# [Records drawn from a dataset]
↓

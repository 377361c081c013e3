//! RFC 5322 header parsing: folding, encoded-words (RFC 2047), and charset decoding.

use base64::alphabet;
use base64::engine::general_purpose::{GeneralPurpose, GeneralPurposeConfig};
use base64::engine::DecodePaddingMode;
use base64::Engine;
use encoding_rs::Encoding;
use tracing::warn;

/// Base64 engine that tolerates missing padding and stray trailing bits,
/// both of which are common in real-world mail.
pub(crate) const LENIENT_BASE64: GeneralPurpose = GeneralPurpose::new(
    &alphabet::STANDARD,
    GeneralPurposeConfig::new()
        .with_decode_padding_mode(DecodePaddingMode::Indifferent)
        .with_decode_allow_trailing_bits(true),
);

/// Split a raw message into its header block and body at the first blank line.
pub fn split_header_block(data: &[u8]) -> (&[u8], &[u8]) {
    for i in 0..data.len() {
        if data[i..].starts_with(b"\r\n\r\n") {
            return (&data[..i], &data[i + 4..]);
        }
        if data[i..].starts_with(b"\n\n") {
            return (&data[..i], &data[i + 2..]);
        }
    }
    (data, &[])
}

/// Decode raw header bytes to a string.
///
/// Tries UTF-8 first, then falls back to Windows-1252 (which accepts every byte).
pub fn decode_header_bytes(bytes: &[u8]) -> String {
    let bytes = bytes.strip_prefix(&[0xEF_u8, 0xBB, 0xBF][..]).unwrap_or(bytes);
    match std::str::from_utf8(bytes) {
        Ok(s) => s.to_string(),
        Err(_) => {
            let (decoded, _, _) = encoding_rs::WINDOWS_1252.decode(bytes);
            decoded.into_owned()
        }
    }
}

/// Unfold headers: join continuation lines (starting with space or tab) with the previous header.
///
/// Returns a list of `(lowercase_name, raw_value)` pairs.
pub fn unfold_headers(text: &str) -> Vec<(String, String)> {
    let mut result: Vec<(String, String)> = Vec::new();

    for line in text.lines() {
        if line.starts_with(' ') || line.starts_with('\t') {
            if let Some(last) = result.last_mut() {
                if !last.1.is_empty() {
                    last.1.push(' ');
                }
                last.1.push_str(line.trim());
            }
        } else if let Some(colon_pos) = line.find(':') {
            let name = line[..colon_pos].trim().to_ascii_lowercase();
            let value = line[colon_pos + 1..].trim().to_string();
            result.push((name, value));
        }
        // mbox "From " lines and other junk without a colon are skipped
    }

    result
}

/// Get the first value for a lowercase header name.
pub fn get_header<'a>(headers: &'a [(String, String)], name: &str) -> Option<&'a str> {
    headers
        .iter()
        .find(|(k, _)| k == name)
        .map(|(_, v)| v.as_str())
}

/// Decode RFC 2047 encoded-words in a header value.
///
/// Example: `"=?UTF-8?B?SG9sYQ==?= =?UTF-8?B?IG11bmRv?="` → `"Hola mundo"`
///
/// Tokens that fail to decode are kept verbatim.
pub fn decode_encoded_words(input: &str) -> String {
    let mut result = String::with_capacity(input.len());
    let mut remaining = input;
    let mut last_was_encoded = false;

    while let Some(start) = remaining.find("=?") {
        let before = &remaining[..start];
        // Whitespace between two adjacent encoded words is dropped (RFC 2047 §6.2)
        if !last_was_encoded || !before.trim().is_empty() {
            result.push_str(before);
        }

        let after_start = &remaining[start + 2..];
        match try_decode_one_word(after_start) {
            Some((text, consumed)) => {
                result.push_str(&text);
                remaining = &after_start[consumed..];
                last_was_encoded = true;
            }
            None => {
                result.push_str("=?");
                remaining = after_start;
                last_was_encoded = false;
            }
        }
    }

    result.push_str(remaining);
    result
}

/// Decode `charset?encoding?text?=`, returning the text and bytes consumed.
fn try_decode_one_word(s: &str) -> Option<(String, usize)> {
    let first_q = s.find('?')?;
    let charset = &s[..first_q];
    if charset.is_empty() || charset.contains(char::is_whitespace) {
        return None;
    }

    let rest = &s[first_q + 1..];
    let second_q = rest.find('?')?;
    let encoding = &rest[..second_q];

    let rest2 = &rest[second_q + 1..];
    let end = rest2.find("?=")?;
    let encoded_text = &rest2[..end];

    let consumed = first_q + 1 + second_q + 1 + end + 2;

    let bytes = match encoding {
        "B" | "b" => LENIENT_BASE64.decode(encoded_text.trim()).ok()?,
        "Q" | "q" => decode_q_encoding(encoded_text),
        _ => return None,
    };

    // RFC 2231 language suffix: "utf-8*en"
    let charset = charset.split('*').next().unwrap_or(charset);
    let text = match Encoding::for_label(charset.as_bytes()) {
        Some(encoding) => encoding.decode(&bytes).0.into_owned(),
        None => {
            warn!(charset = charset, "Unknown charset, falling back to UTF-8 lossy");
            String::from_utf8_lossy(&bytes).into_owned()
        }
    };

    Some((text, consumed))
}

/// Decode Q-encoding (RFC 2047): underscores → spaces, `=XX` → byte.
fn decode_q_encoding(input: &str) -> Vec<u8> {
    let replaced = input.replace('_', " ");
    decode_quoted_printable(replaced.as_bytes())
}

/// Decode quoted-printable (RFC 2045 §6.7), including soft line breaks.
///
/// Malformed escapes are kept literally.
pub fn decode_quoted_printable(input: &[u8]) -> Vec<u8> {
    let mut result = Vec::with_capacity(input.len());
    let mut i = 0;
    while i < input.len() {
        if input[i] != b'=' {
            result.push(input[i]);
            i += 1;
            continue;
        }
        let rest = &input[i + 1..];
        if rest.starts_with(b"\r\n") {
            i += 3;
        } else if rest.starts_with(b"\n") {
            i += 2;
        } else if let Some(byte) = rest.get(..2).and_then(hex_byte) {
            result.push(byte);
            i += 3;
        } else {
            result.push(b'=');
            i += 1;
        }
    }
    result
}

fn hex_byte(pair: &[u8]) -> Option<u8> {
    let text = std::str::from_utf8(pair).ok()?;
    u8::from_str_radix(text, 16).ok()
}

/// Decode bytes with a declared charset label.
///
/// A missing or unknown label decodes with `fallback`. Invalid sequences become
/// U+FFFD rather than failing.
pub fn decode_charset(label: Option<&str>, bytes: &[u8], fallback: &'static Encoding) -> String {
    let encoding = match label.map(str::trim).filter(|l| !l.is_empty()) {
        Some(label) => Encoding::for_label(label.as_bytes()).unwrap_or_else(|| {
            warn!(
                charset = label,
                fallback = fallback.name(),
                "Unknown charset, using fallback"
            );
            fallback
        }),
        None => fallback,
    };
    let (decoded, _, had_errors) = encoding.decode(bytes);
    if had_errors {
        warn!(
            charset = encoding.name(),
            "Replaced malformed byte sequences while decoding"
        );
    }
    decoded.into_owned()
}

↑

# [WHAT TO WORK ON]
Lines from the start of the records through the one containing "Returns a list" are what should be retyped, exactly and in full, both ends included.

# [WRITTEN ANSWER]
repository 377361c081c013e3
//! RFC 5322 header parsing: folding, encoded-words (RFC 2047), and charset decoding.

use base64::alphabet;
use base64::engine::general_purpose::{GeneralPurpose, GeneralPurposeConfig};
use base64::engine::DecodePaddingMode;
use base64::Engine;
use encoding_rs::Encoding;
use tracing::warn;

/// Base64 engine that tolerates missing padding and stray trailing bits,
/// both of which are common in real-world mail.
pub(crate) const LENIENT_BASE64: GeneralPurpose = GeneralPurpose::new(
    &alphabet::STANDARD,
    GeneralPurposeConfig::new()
        .with_decode_padding_mode(DecodePaddingMode::Indifferent)
        .with_decode_allow_trailing_bits(true),
);

/// Split a raw message into its header block and body at the first blank line.
pub fn split_header_block(data: &[u8]) -> (&[u8], &[u8]) {
    for i in 0..data.len() {
        if data[i..].starts_with(b"\r\n\r\n") {
            return (&data[..i], &data[i + 4..]);
        }
        if data[i..].starts_with(b"\n\n") {
            return (&data[..i], &data[i + 2..]);
        }
    }
    (data, &[])
}

/// Decode raw header bytes to a string.
///
/// Tries UTF-8 first, then falls back to Windows-1252 (which accepts every byte).
pub fn decode_header_bytes(bytes: &[u8]) -> String {
    let bytes = bytes.strip_prefix(&[0xEF_u8, 0xBB, 0xBF][..]).unwrap_or(bytes);
    match std::str::from_utf8(bytes) {
        Ok(s) => s.to_string(),
        Err(_) => {
            let (decoded, _, _) = encoding_rs::WINDOWS_1252.decode(bytes);
            decoded.into_owned()
        }
    }
}

/// Unfold headers: join continuation lines (starting with space or tab) with the previous header.
///
/// Returns a list of `(lowercase_name, raw_value)` pairs.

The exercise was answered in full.